I am trying to design an app that is based on microservice architecture. Backend is written in JavaEE (micro profile, not Spring Boot), while for front-end I would use Angular5.

Now I am wondering how I could implement an authentication which would require user to present a valid X.509 certificate (.p12 file) signed with my self-signed CA. After user presents his certificate, I would ask from him his password (stored in database), while I would read his e-mail from certificate and log him in based on those two inputs. If user is correctly authenticated, I would send him JWT token back, with which he would access data on my angular pages.

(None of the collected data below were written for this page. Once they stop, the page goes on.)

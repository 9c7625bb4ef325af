use super::error::{StateError, StateResult};
use super::{GestureEvent, GestureMode, ModeTransition};

/// Guards which gesture mode may follow which, so only one mode is ever active.
#[derive(Debug)]
pub struct ModeMachine {
    mode: GestureMode,
    gesture_transitions: Vec<ModeTransition>,
}

impl ModeMachine {
    pub fn new() -> Self {
        Self {
            mode: GestureMode::default(),
            gesture_transitions: Vec::new(),
        }
    }

    pub fn mode(&self) -> GestureMode {
        self.mode
    }

    pub fn can_transition(&self, event: GestureEvent) -> bool {
        self.next_mode(event).is_some()
    }

    pub fn next_mode(&self, event: GestureEvent) -> Option<GestureMode> {
        use GestureEvent::*;
        match (self.mode, event) {
            (GestureMode::Idle, BodyPressed) => Some(GestureMode::Dragging),
            (GestureMode::Idle, RotateHandlePressed) => Some(GestureMode::Rotating),
            (GestureMode::Idle, ResizeHandlePressed) => Some(GestureMode::Resizing),
            (GestureMode::Idle, ScaleHandlePressed) => Some(GestureMode::Scaling),
            (GestureMode::Idle | GestureMode::Dragging, TwoPointContact) => {
                Some(GestureMode::Pinching)
            }
            (GestureMode::Pinching, OnePointRemaining) => Some(GestureMode::Dragging),
            (mode, Released) if mode.is_active() => Some(GestureMode::Idle),
            _ => None,
        }
    }

    pub fn transition(&mut self, event: GestureEvent) -> StateResult<GestureMode> {
        tracing::debug!(from = ?self.mode, event = ?event, "request gesture transition");
        let next = self.next_mode(event).ok_or_else(|| {
            let from = self.mode;
            tracing::debug!(from = ?from, event = ?event, "gesture transition rejected");
            StateError::InvalidTransition { from, event }
        })?;

        if self.mode == GestureMode::Idle {
            self.gesture_transitions.clear();
        }
        self.gesture_transitions
            .push(ModeTransition::new(self.mode, event, next));
        self.mode = next;

        Ok(self.mode)
    }

    /// Transitions taken since the current (or most recent) gesture began.
    pub fn gesture_transitions(&self) -> &[ModeTransition] {
        &self.gesture_transitions
    }
}

impl Default for ModeMachine {
    fn default() -> Self {
        Self::new()
    }
}

impl std::fmt::Display for ModeMachine {
    fn fmt(&self, f: &mut std::fmt::Formatter<'_>) -> std::fmt::Result {
        write!(f, "GestureMode::{:?}", self.mode)
    }
}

I don't know how to begin with such implementation, is any of it done on client side, or is everything handled on server side and if it is, how since my backend is only REST API.

I am looking for general idea how to implement this and if possible some literature that is addressing this type of requirement.

I have various micro services which perform logic of my application and I would like to support different types of users: regular users, moderators and admins. Each microservice can have different access rules. (ie. Option to retrieve all data is available to everyone, option to retrieve one particular data is only for registered users, while option to create new data is available only to mods and admins.). I want to achieve that regular users login only using their email and password (both stored in DB), I have no problems with that, however I would want that mods and admins need to present x509 certificate in order to login. In both cases I would then generate JWT token and send it back to user (in token I would write their role, which would determine whether they can perform an action or not.)

I am not as interested in implementation as I am in overall workflow my app should support in order to implement such thing. I can figure out the each detail later, however I am not sure how would I proceed in REST/Angular way. I have idea how to do it with server rendering app, but now I want to migrate to client rendering.

Was it helpful?

Solution

This probably belongs on stackoverflow but here's a fairly minimal implementation of retrieving the client-cert using JAX-RS filters:

import java.io.IOException;
import java.security.Principal;
import java.security.cert.X509Certificate;

import javax.annotation.Priority;
import javax.ws.rs.Priorities;
import javax.ws.rs.container.ContainerRequestContext;
import javax.ws.rs.container.ResourceInfo;
import javax.ws.rs.core.Context;
import javax.ws.rs.core.Response;
import javax.ws.rs.core.Response.ResponseBuilder;
import javax.ws.rs.ext.Provider;

@Provider
@Priority(Priorities.AUTHENTICATION)
public class AuthenticationFilter implements javax.ws.rs.container.ContainerRequestFilter
{
  @Context
  private ResourceInfo resourceInfo;

  private static final ResponseBuilder ACCESS_DENIED = Response.status(Response.Status.UNAUTHORIZED).entity("User not authenticated");
  private static final ResponseBuilder ACCESS_FORBIDDEN = Response.status(Response.Status.FORBIDDEN).entity("Access denied");

  @Override
  public void filter(ContainerRequestContext request) throws IOException
  {
    Principal principal = getPrincipal(request);

    if (principal == null) {
      abortAccessDenied(request);
      return;
    }

    User user = new User(principal);

    request.setSecurityContext(new ReportsSecurityContext(user));

    if (!user.isAllowed(request)) {
      abortNotAllowed(request);
    }
  }

  private void abortNotAllowed(ContainerRequestContext request)
  {
    request.abortWith(ACCESS_FORBIDDEN.build());
  }

  private void abortAccessDenied(ContainerRequestContext request)
  {
    request.abortWith(ACCESS_DENIED.build());
  }

  private static Principal getPrincipal(ContainerRequestContext requestContext) throws IOException
  {
    X509Certificate[] certificates = (X509Certificate[]) requestContext.getProperty("javax.servlet.request.X509Certificate");

    if (certificates != null && certificates.length > 0) {
      return certificates[0].getSubjectX500Principal();
    } else {
      return null;
    }
  }
}

User is a custom type and you'll need to register the filter. You will also need to make sure your self-signed CA cert is in your truststore.

You'll also need to configure your SSL to use client auths. I use embedded Jetty and the setWantClientAuth(true) or setNeedClientAuth(true) on the SslContextFactory.